Given records Start Marker

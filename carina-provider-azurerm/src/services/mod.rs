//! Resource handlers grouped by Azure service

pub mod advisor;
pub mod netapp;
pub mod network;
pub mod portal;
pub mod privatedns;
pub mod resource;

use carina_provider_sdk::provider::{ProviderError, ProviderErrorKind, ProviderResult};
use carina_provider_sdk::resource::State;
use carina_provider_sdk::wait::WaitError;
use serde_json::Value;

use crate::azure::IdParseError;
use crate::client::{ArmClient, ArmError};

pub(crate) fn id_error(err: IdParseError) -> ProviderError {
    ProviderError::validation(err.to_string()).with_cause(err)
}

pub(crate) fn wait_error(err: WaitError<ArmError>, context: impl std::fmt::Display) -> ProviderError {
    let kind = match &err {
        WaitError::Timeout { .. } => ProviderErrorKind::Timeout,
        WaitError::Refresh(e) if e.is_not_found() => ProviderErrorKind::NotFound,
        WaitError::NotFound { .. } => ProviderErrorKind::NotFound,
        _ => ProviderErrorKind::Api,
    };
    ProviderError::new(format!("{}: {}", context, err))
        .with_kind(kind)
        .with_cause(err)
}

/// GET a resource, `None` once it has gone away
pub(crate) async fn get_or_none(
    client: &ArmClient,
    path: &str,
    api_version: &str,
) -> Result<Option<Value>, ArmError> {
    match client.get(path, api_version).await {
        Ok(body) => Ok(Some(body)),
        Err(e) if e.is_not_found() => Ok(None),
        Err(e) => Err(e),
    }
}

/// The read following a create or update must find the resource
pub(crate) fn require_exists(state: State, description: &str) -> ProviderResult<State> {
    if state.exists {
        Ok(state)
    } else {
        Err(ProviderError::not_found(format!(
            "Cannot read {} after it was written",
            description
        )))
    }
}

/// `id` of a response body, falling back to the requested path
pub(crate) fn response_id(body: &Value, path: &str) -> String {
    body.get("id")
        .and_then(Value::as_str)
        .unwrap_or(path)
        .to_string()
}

Given records End Marker

Would you restate the entries word for word, omitting none?

§ **Solution to this exercise**
filename carina-provider-azurerm/src/services/mod.rs
//! Resource handlers grouped by Azure service

pub mod advisor;
pub mod netapp;
pub mod network;
pub mod portal;
pub mod privatedns;
pub mod resource;

use carina_provider_sdk::provider::{ProviderError, ProviderErrorKind, ProviderResult};
use carina_provider_sdk::resource::State;
use carina_provider_sdk::wait::WaitError;
use serde_json::Value;

use crate::azure::IdParseError;
use crate::client::{ArmClient, ArmError};

pub(crate) fn id_error(err: IdParseError) -> ProviderError {
    ProviderError::validation(err.to_string()).with_cause(err)
}

pub(crate) fn wait_error(err: WaitError<ArmError>, context: impl std::fmt::Display) -> ProviderError {
    let kind = match &err {
        WaitError::Timeout { .. } => ProviderErrorKind::Timeout,
        WaitError::Refresh(e) if e.is_not_found() => ProviderErrorKind::NotFound,
        WaitError::NotFound { .. } => ProviderErrorKind::NotFound,
        _ => ProviderErrorKind::Api,
    };
    ProviderError::new(format!("{}: {}", context, err))
        .with_kind(kind)
        .with_cause(err)
}

/// GET a resource, `None` once it has gone away
pub(crate) async fn get_or_none(
    client: &ArmClient,
    path: &str,
    api_version: &str,
) -> Result<Option<Value>, ArmError> {
    match client.get(path, api_version).await {
        Ok(body) => Ok(Some(body)),
        Err(e) if e.is_not_found() => Ok(None),
        Err(e) => Err(e),
    }
}

/// The read following a create or update must find the resource
pub(crate) fn require_exists(state: State, description: &str) -> ProviderResult<State> {
    if state.exists {
        Ok(state)
    } else {
        Err(ProviderError::not_found(format!(
            "Cannot read {} after it was written",
            description
        )))
    }
}

/// `id` of a response body, falling back to the requested path
pub(crate) fn response_id(body: &Value, path: &str) -> String {
    body.get("id")
        .and_then(Value::as_str)
        .unwrap_or(path)
        .to_string()
}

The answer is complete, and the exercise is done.